> **Records for this task**
//! Fixed-delay retry policy for the worker loop.

use std::time::Duration;

/// Fixed delay between attempts, optionally capped.
///
/// The default retries forever: a received record is never given up on
/// because nothing acknowledges it until processing completes.
#[derive(Debug, Clone, Copy, PartialEq, Eq)]
pub struct RetryPolicy {
    pub delay: Duration,
    /// Give up after this many consecutive failures. `None` is unbounded.
    pub max_consecutive: Option<u32>,
}

impl Default for RetryPolicy {
    fn default() -> Self {
        Self {
            delay: Duration::from_secs(1),
            max_consecutive: None,
        }
    }
}

impl RetryPolicy {
    pub fn fixed(delay: Duration) -> Self {
        Self {
            delay,
            max_consecutive: None,
        }
    }

    pub fn with_cap(mut self, max_consecutive: u32) -> Self {
        self.max_consecutive = Some(max_consecutive);
        self
    }

    /// Has `failures` consecutive failures used up the policy?
    pub fn exhausted(&self, failures: u32) -> bool {
        self.max_consecutive.is_some_and(|cap| failures > cap)
    }

    /// Count one more consecutive failure and report whether the policy is
    /// now exhausted. The counter saturates instead of wrapping.
    pub fn record_failure(&self, failures: &mut u32) -> bool {
        *failures = failures.saturating_add(1);
        self.exhausted(*failures)
    }
}

#[cfg(test)]
mod tests {
    use super::*;

    #[test]
    fn unbounded_by_default() {
        let policy = RetryPolicy::default();
        assert_eq!(policy.delay, Duration::from_secs(1));
        assert!(!policy.exhausted(u32::MAX));
    }

    #[test]
    fn cap_counts_retries_after_the_first_failure() {
        let policy = RetryPolicy::fixed(Duration::from_millis(10)).with_cap(2);
        assert!(!policy.exhausted(1));
        assert!(!policy.exhausted(2));
        assert!(policy.exhausted(3));
    }

    #[test]
    fn failure_count_saturates_on_an_unbounded_policy() {
        let policy = RetryPolicy::fixed(Duration::ZERO);
        let mut failures = u32::MAX - 1;
        assert!(!policy.record_failure(&mut failures));
        assert!(!policy.record_failure(&mut failures));
        assert_eq!(failures, u32::MAX);
    }

    #[test]
    fn recorded_failures_hit_the_cap() {
        let policy = RetryPolicy::fixed(Duration::ZERO).with_cap(1);
        let mut failures = 0;
        assert!(!policy.record_failure(&mut failures));
        assert!(policy.record_failure(&mut failures));
    }
}
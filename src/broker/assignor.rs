//! Cooperative-sticky partition assignment.
//!
//! Each pass keeps as much current ownership as the balance quota allows.
//! Partitions that have to move are revoked first and only become assignable
//! once their owner has released them, so a partition is never owned by two
//! members at the same time.

use std::collections::BTreeSet;

/// Incremental changes for one member.
#[derive(Debug, Default, Clone, PartialEq, Eq)]
pub(crate) struct MemberPlan {
    pub revoke: Vec<i32>,
    pub assign: Vec<i32>,
}

impl MemberPlan {
    pub fn is_empty(&self) -> bool {
        self.revoke.is_empty() && self.assign.is_empty()
    }
}

/// Compute one rebalance step.
///
/// `owned[i]` is what member `i` holds and is not already giving back;
/// `releasing` holds partitions whose revocation is still in flight.
/// The returned plans are index-aligned with `owned`.
pub(crate) fn plan(
    owned: &[BTreeSet<i32>],
    releasing: &BTreeSet<i32>,
    partitions: i32,
) -> Vec<MemberPlan> {
    let members = owned.len();
    let mut plans = vec![MemberPlan::default(); members];
    if members == 0 || partitions <= 0 {
        return plans;
    }

    let total = partitions as usize;
    let base = total / members;
    let extra = total % members;

    // Extra slots go to the members already holding the most, so fewer
    // partitions move.
    let mut order: Vec<usize> = (0..members).collect();
    order.sort_by(|&a, &b| owned[b].len().cmp(&owned[a].len()).then(a.cmp(&b)));
    let mut caps = vec![base; members];
    for &i in order.iter().take(extra) {
        caps[i] += 1;
    }

    let mut taken: BTreeSet<i32> = releasing.clone();
    let mut kept = vec![0usize; members];
    for (i, held) in owned.iter().enumerate() {
        for &p in held {
            if p >= partitions {
                continue;
            }
            if kept[i] < caps[i] {
                kept[i] += 1;
            } else {
                plans[i].revoke.push(p);
            }
            taken.insert(p);
        }
    }

    let mut free = (0..partitions).filter(|p| !taken.contains(p));
    for &i in &order {
        while kept[i] < caps[i] {
            match free.next() {
                Some(p) => {
                    plans[i].assign.push(p);
                    kept[i] += 1;
                }
                None => break,
            }
        }
    }

    plans
}
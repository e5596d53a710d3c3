//! Typed configuration from environment variables.
//!
//! Loads once at startup and fails fast on malformed values. In local dev,
//! call `dotenvy::dotenv().ok()` first to pick up a `.env` file.

use crate::error::{Error, Result};
use crate::model::STATUS_TTL;
use crate::worker::{RetryPolicy, WorkerConfig};
use std::net::SocketAddr;
use std::str::FromStr;
use std::time::Duration;

#[derive(Debug, Clone)]
pub struct Config {
    /// HTTP listen address for the submit/poll API.
    pub bind: SocketAddr,
    /// Ingest topic carrying `(identifier, payload)` records.
    pub topic: String,
    /// Partition count of the ingest topic.
    pub partitions: i32,
    /// Consumer group shared by all workers.
    pub group_id: String,
    /// Worker instances started by `serve`.
    pub workers: usize,
    pub retry_delay: Duration,
    /// Consecutive transient failures tolerated. `None` retries forever.
    pub retry_cap: Option<u32>,
    /// Poll interval hint returned to submitters.
    pub retry_after: Duration,
    pub otel_endpoint: Option<String>,
    pub log_level: String,
}

impl Default for Config {
    fn default() -> Self {
        Self {
            bind: SocketAddr::from(([127, 0, 0, 1], 8080)),
            topic: "raw-input".to_string(),
            partitions: 3,
            group_id: "fizz-buzz-worker".to_string(),
            workers: 2,
            retry_delay: Duration::from_millis(1000),
            retry_cap: None,
            retry_after: Duration::from_millis(1000),
            otel_endpoint: None,
            log_level: "info".to_string(),
        }
    }
}

impl Config {
    /// Load configuration from environment variables, defaulting anything unset.
    pub fn from_env() -> Result<Self> {
        let defaults = Self::default();
        let partitions = parsed_var("FIZZQ_PARTITIONS", defaults.partitions)?;
        if partitions < 1 {
            return Err(Error::Config("FIZZQ_PARTITIONS must be at least 1".to_string()));
        }
        let workers = parsed_var("FIZZQ_WORKERS", defaults.workers)?;
        if workers < 1 {
            return Err(Error::Config("FIZZQ_WORKERS must be at least 1".to_string()));
        }

        Ok(Self {
            bind: parsed_var("FIZZQ_BIND", defaults.bind)?,
            topic: std::env::var("FIZZQ_TOPIC").unwrap_or(defaults.topic),
            partitions,
            group_id: std::env::var("FIZZQ_GROUP").unwrap_or(defaults.group_id),
            workers,
            retry_delay: Duration::from_millis(parsed_var("FIZZQ_RETRY_DELAY_MS", 1000u64)?),
            retry_cap: optional_var("FIZZQ_RETRY_CAP")?,
            retry_after: Duration::from_millis(parsed_var("FIZZQ_RETRY_AFTER_MS", 1000u64)?),
            otel_endpoint: std::env::var("OTEL_ENDPOINT").ok(),
            log_level: std::env::var("LOG_LEVEL").unwrap_or(defaults.log_level),
        })
    }

    /// Worker settings derived from this configuration.
    pub fn worker(&self) -> WorkerConfig {
        let mut retry = RetryPolicy::fixed(self.retry_delay);
        retry.max_consecutive = self.retry_cap;
        WorkerConfig {
            topic: self.topic.clone(),
            retry,
            commit_every: 1,
            ttl: STATUS_TTL,
        }
    }
}

fn optional_var<T: FromStr>(name: &str) -> Result<Option<T>>
where
    T::Err: std::fmt::Display,
{
    match std::env::var(name) {
        Ok(raw) => raw
            .trim()
            .parse()
            .map(Some)
            .map_err(|e| Error::Config(format!("{name}={raw:?} is invalid: {e}"))),
        Err(_) => Ok(None),
    }
}

fn parsed_var<T: FromStr>(name: &str, default: T) -> Result<T>
where
    T::Err: std::fmt::Display,
{
    Ok(optional_var(name)?.unwrap_or(default))
}
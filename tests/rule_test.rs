use fizzq::rule::classify;

#[test]
fn multiples_of_fifteen_are_fizz_buzz() {
    for n in [0, 15, 30, 45, -15, 9_000_000_000_000_000_i64 / 15 * 15] {
        assert_eq!(classify(n), "fizz-buzz", "n = {n}");
    }
}

#[test]
fn classification_matches_divisibility_over_a_range() {
    for n in -1000_i64..=1000 {
        let expected = if n % 15 == 0 {
            "fizz-buzz".to_string()
        } else if n % 3 == 0 {
            "fizz".to_string()
        } else if n % 5 == 0 {
            "buzz".to_string()
        } else {
            n.to_string()
        };
        assert_eq!(classify(n), expected, "n = {n}");
    }
}

#[test]
fn scenario_values() {
    assert_eq!(classify(15), "fizz-buzz");
    assert_eq!(classify(7), "7");
    assert_eq!(classify(9), "fizz");
    assert_eq!(classify(10), "buzz");
    assert_eq!(classify(-7), "-7");
}

#[test]
fn extremes_do_not_overflow() {
    assert_eq!(classify(i64::MAX), i64::MAX.to_string());
    assert_eq!(classify(i64::MIN), i64::MIN.to_string());
}
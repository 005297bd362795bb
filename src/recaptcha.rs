use async_trait::async_trait;
use reqwest::StatusCode;
use thiserror::Error;

use crate::data_structs::recaptcha_response::RecaptchaResponse;

#[derive(Debug, Error)]
pub enum VerifyError {
    #[error("verification request failed: {0}")]
    Http(#[from] reqwest::Error),
    #[error("verification service answered {0}")]
    Status(StatusCode),
}

/// Redeems a proof token with the bot-mitigation provider.
///
/// `Ok` carries the provider's verdict (which may still be `success: false`);
/// `Err` means the provider could not be asked or its answer could not be read.
#[async_trait]
pub trait Verifier: Send + Sync {
    async fn verify(&self, token: &str) -> Result<RecaptchaResponse, VerifyError>;
}

#[derive(Debug, Clone)]
pub struct RecaptchaVerifier {
    client: reqwest::Client,
    verify_url: String,
    secret: String,
}

impl RecaptchaVerifier {
    pub fn new(verify_url: &str, secret: &str) -> Self {
        return RecaptchaVerifier {
            client: reqwest::Client::new(),
            verify_url: verify_url.to_string(),
            secret: secret.to_string(),
        };
    }
}

#[async_trait]
impl Verifier for RecaptchaVerifier {
    async fn verify(&self, token: &str) -> Result<RecaptchaResponse, VerifyError> {
        let response = self.client.post(&self.verify_url)
            .form(&[("secret", self.secret.as_str()), ("response", token)])
            .send().await?;

        if !response.status().is_success() {
            return Err(VerifyError::Status(response.status()));
        }

        let verdict = response.json::<RecaptchaResponse>().await?;
        return Ok(verdict);
    }
}
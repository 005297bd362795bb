use std::io;
use std::sync::Arc;

use actix_web::HttpServer;
use dotenv::dotenv;
use log::{info, warn};

use multikor_contact::api;
use multikor_contact::contact_service::ContactService;
use multikor_contact::data_structs::app_config::AppConfig;
use multikor_contact::recaptcha::RecaptchaVerifier;
use multikor_contact::smtp_mailing_util::{create_smtp_transport, SmtpMailer};

fn load() -> io::Result<(AppConfig, SmtpMailer)> {
    info!("Loading configuration...");
    let config = AppConfig::from_env()
        .map_err(|err| io::Error::new(io::ErrorKind::InvalidInput, err))?;

    info!("Loading SMTP configuration for {}:{}", config.smtp.host, config.smtp.port);
    let transport = create_smtp_transport(&config.smtp)
        .map_err(|err| io::Error::new(io::ErrorKind::InvalidInput, err))?;

    return Ok((config, SmtpMailer::new(transport)));
}

#[actix_web::main]
async fn main() -> io::Result<()> {
    dotenv().ok();
    env_logger::init_from_env(env_logger::Env::new().default_filter_or("info"));

    let (config, mailer) = load()?;

    // a bad relay shouldn't keep the page from serving; each send reports its own failure
    match mailer.test_connection().await {
        Ok(true) => info!("SMTP relay is reachable"),
        Ok(false) => warn!("SMTP relay did not accept a test connection"),
        Err(err) => warn!("Failed to connect to SMTP server: {}", err),
    }

    let verifier = RecaptchaVerifier::new(&config.contact.verify_url, &config.contact.recaptcha_secret);
    let service = ContactService::new(config.contact.clone(), Arc::new(verifier), Arc::new(mailer));
    let server_config = config.server.clone();

    info!("Starting HTTP server on {}:{}...", server_config.host, server_config.port);
    HttpServer::new(move || api::build_app(service.clone(), &server_config))
        .bind((config.server.host.as_str(), config.server.port))?
        .run()
        .await
}
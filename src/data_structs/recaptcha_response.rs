use serde::{Deserialize, Serialize};

// https://developers.google.com/recaptcha/docs/verify#api-response
#[derive(Debug, Default, PartialEq, Eq)]
#[derive(Deserialize, Serialize)]
pub struct RecaptchaResponse {
    pub success: bool,
    #[serde(default)]
    pub challenge_ts: Option<String>,
    #[serde(default)]
    pub hostname: Option<String>,
    #[serde(rename = "error-codes", default)]
    pub error_codes: Option<Vec<String>>,
}
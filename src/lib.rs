pub mod api;
pub mod contact_form;
pub mod contact_service;
pub mod errors;
pub mod recaptcha;
pub mod smtp_mailing_util;

pub mod data_structs {
    pub mod app_config;
    pub mod recaptcha_response;

    pub mod requests {
        pub mod contact_submission;
    }

    pub mod responses {
        pub mod status_response;
    }
}
#![allow(dead_code)]

use std::sync::atomic::{AtomicUsize, Ordering};
use std::sync::{Arc, Mutex};

use async_trait::async_trait;
use reqwest::StatusCode;

use multikor_contact::contact_service::ContactService;
use multikor_contact::data_structs::app_config::{
    ContactConfig, ServerConfig, DEFAULT_FROM_ADDRESS, DEFAULT_VERIFY_URL, RECIPIENT_ADDRESS,
};
use multikor_contact::data_structs::recaptcha_response::RecaptchaResponse;
use multikor_contact::recaptcha::{Verifier, VerifyError};
use multikor_contact::smtp_mailing_util::{ContactEmail, MailError, Mailer};

pub enum Verdict {
    Pass,
    Reject,
    // the provider is down and answers with an error status
    Unavailable,
}

pub struct FakeVerifier {
    verdict: Verdict,
    pub tokens: Mutex<Vec<String>>,
}

impl FakeVerifier {
    pub fn new(verdict: Verdict) -> Arc<Self> {
        Arc::new(FakeVerifier { verdict, tokens: Mutex::new(Vec::new()) })
    }

    pub fn calls(&self) -> usize {
        self.tokens.lock().unwrap().len()
    }
}

#[async_trait]
impl Verifier for FakeVerifier {
    async fn verify(&self, token: &str) -> Result<RecaptchaResponse, VerifyError> {
        self.tokens.lock().unwrap().push(token.to_string());
        match self.verdict {
            Verdict::Pass => Ok(RecaptchaResponse { success: true, ..RecaptchaResponse::default() }),
            Verdict::Reject => Ok(RecaptchaResponse {
                success: false,
                error_codes: Some(vec!["timeout-or-duplicate".to_string()]),
                ..RecaptchaResponse::default()
            }),
            Verdict::Unavailable => Err(VerifyError::Status(StatusCode::SERVICE_UNAVAILABLE)),
        }
    }
}

#[derive(Default)]
pub struct FakeMailer {
    fail: bool,
    pub sent: Mutex<Vec<ContactEmail>>,
    attempts: AtomicUsize,
}

impl FakeMailer {
    pub fn working() -> Arc<Self> {
        Arc::new(FakeMailer::default())
    }

    pub fn broken() -> Arc<Self> {
        Arc::new(FakeMailer { fail: true, ..FakeMailer::default() })
    }

    pub fn attempts(&self) -> usize {
        self.attempts.load(Ordering::SeqCst)
    }
}

#[async_trait]
impl Mailer for FakeMailer {
    async fn send(&self, email: &ContactEmail) -> Result<(), MailError> {
        self.attempts.fetch_add(1, Ordering::SeqCst);
        if self.fail {
            // the relay's detail must never reach the caller
            return Err("535 secret-relay-password rejected".parse::<lettre::Address>().unwrap_err().into());
        }
        self.sent.lock().unwrap().push(email.clone());
        Ok(())
    }
}

pub fn contact_config() -> ContactConfig {
    ContactConfig {
        recaptcha_secret: "s3cret".to_string(),
        verify_url: DEFAULT_VERIFY_URL.to_string(),
        from_address: DEFAULT_FROM_ADDRESS.to_string(),
        recipient: RECIPIENT_ADDRESS.to_string(),
    }
}

pub fn contact_service(verifier: &Arc<FakeVerifier>, mailer: &Arc<FakeMailer>) -> ContactService {
    ContactService::new(contact_config(), verifier.clone(), mailer.clone())
}

pub fn server_config(allowed_origins: &[&str]) -> ServerConfig {
    ServerConfig {
        host: "127.0.0.1".to_string(),
        port: 0,
        allowed_origins: allowed_origins.iter().map(|origin| origin.to_string()).collect(),
    }
}
use actix_web::http::StatusCode;
use actix_web::{HttpResponse, ResponseError};
use thiserror::Error;

use crate::data_structs::responses::status_response::StatusResponse;

/// Every way a contact request can fail. The `Display` output is for the log;
/// callers only ever see [`ContactError::public_message`].
#[derive(Debug, Error)]
pub enum ContactError {
    #[error("method not allowed")]
    MethodNotAllowed,
    #[error("missing required fields")]
    MissingFields,
    #[error("reCAPTCHA rejected the token (error codes: {0:?})")]
    InvalidCaptcha(Vec<String>),
    #[error("reCAPTCHA verification failed: {0}")]
    Verification(String),
    #[error("email relay failed: {0}")]
    Relay(String),
}

impl ContactError {
    pub fn public_message(&self) -> &'static str {
        match self {
            ContactError::MethodNotAllowed => "Method not allowed",
            ContactError::MissingFields => "Missing required fields",
            ContactError::InvalidCaptcha(_) => "Invalid reCAPTCHA",
            ContactError::Verification(_) | ContactError::Relay(_) => "Error sending email",
        }
    }
}

impl ResponseError for ContactError {
    fn status_code(&self) -> StatusCode {
        match self {
            ContactError::MethodNotAllowed => StatusCode::METHOD_NOT_ALLOWED,
            ContactError::MissingFields | ContactError::InvalidCaptcha(_) => StatusCode::BAD_REQUEST,
            ContactError::Verification(_) | ContactError::Relay(_) => StatusCode::INTERNAL_SERVER_ERROR,
        }
    }

    fn error_response(&self) -> HttpResponse {
        HttpResponse::build(self.status_code()).json(StatusResponse::new(self.public_message()))
    }
}

#[derive(Debug, Error, PartialEq, Eq)]
pub enum ConfigError {
    #[error("{0} is not set")]
    Missing(&'static str),
    #[error("{key} has an invalid value: {value}")]
    Invalid { key: &'static str, value: String },
}
use std::sync::Arc;

use chrono::Local;
use log::{error, info, warn};

use crate::data_structs::app_config::ContactConfig;
use crate::data_structs::requests::contact_submission::ContactSubmission;
use crate::errors::ContactError;
use crate::recaptcha::Verifier;
use crate::smtp_mailing_util::{ContactEmail, Mailer};

/// The contact pipeline: validate, then verify the proof token, then relay.
/// Holds no per-request state, so one instance serves every worker.
#[derive(Clone)]
pub struct ContactService {
    config: ContactConfig,
    verifier: Arc<dyn Verifier>,
    mailer: Arc<dyn Mailer>,
}

impl ContactService {
    pub fn new(config: ContactConfig, verifier: Arc<dyn Verifier>, mailer: Arc<dyn Mailer>) -> Self {
        return ContactService { config, verifier, mailer };
    }

    pub async fn submit(&self, submission: &ContactSubmission) -> Result<(), ContactError> {
        let validated = submission.validate()?;

        let verdict = match self.verifier.verify(validated.recaptcha_token).await {
            Ok(verdict) => verdict,
            Err(err) => {
                error!("Error verifying reCAPTCHA: {}", err);
                return Err(ContactError::Verification(err.to_string()));
            }
        };

        if !verdict.success {
            let error_codes = verdict.error_codes.unwrap_or_default();
            warn!("reCAPTCHA rejected contact submission: {:?}", error_codes);
            return Err(ContactError::InvalidCaptcha(error_codes));
        }

        let email = ContactEmail::render(&validated, &self.config, Local::now());
        if let Err(err) = self.mailer.send(&email).await {
            error!("Error sending email: {}", err);
            return Err(ContactError::Relay(err.to_string()));
        }

        info!("Relayed contact submission to {}", email.to);
        Ok(())
    }
}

> **Exercise requirements**
If a line falls between the first line of the data above and the line holding "the policy is", inclusive, retype it exactly; retype no other line.

> **Response**
//! Fixed-delay retry policy for the worker loop.

use std::time::Duration;

/// Fixed delay between attempts, optionally capped.
///
/// The default retries forever: a received record is never given up on
/// because nothing acknowledges it until processing completes.
#[derive(Debug, Clone, Copy, PartialEq, Eq)]
pub struct RetryPolicy {
    pub delay: Duration,
    /// Give up after this many consecutive failures. `None` is unbounded.
    pub max_consecutive: Option<u32>,
}

impl Default for RetryPolicy {
    fn default() -> Self {
        Self {
            delay: Duration::from_secs(1),
            max_consecutive: None,
        }
    }
}

impl RetryPolicy {
    pub fn fixed(delay: Duration) -> Self {
        Self {
            delay,
            max_consecutive: None,
        }
    }

    pub fn with_cap(mut self, max_consecutive: u32) -> Self {
        self.max_consecutive = Some(max_consecutive);
        self
    }

    /// Has `failures` consecutive failures used up the policy?
    pub fn exhausted(&self, failures: u32) -> bool {
        self.max_consecutive.is_some_and(|cap| failures > cap)
    }

    /// Count one more consecutive failure and report whether the policy is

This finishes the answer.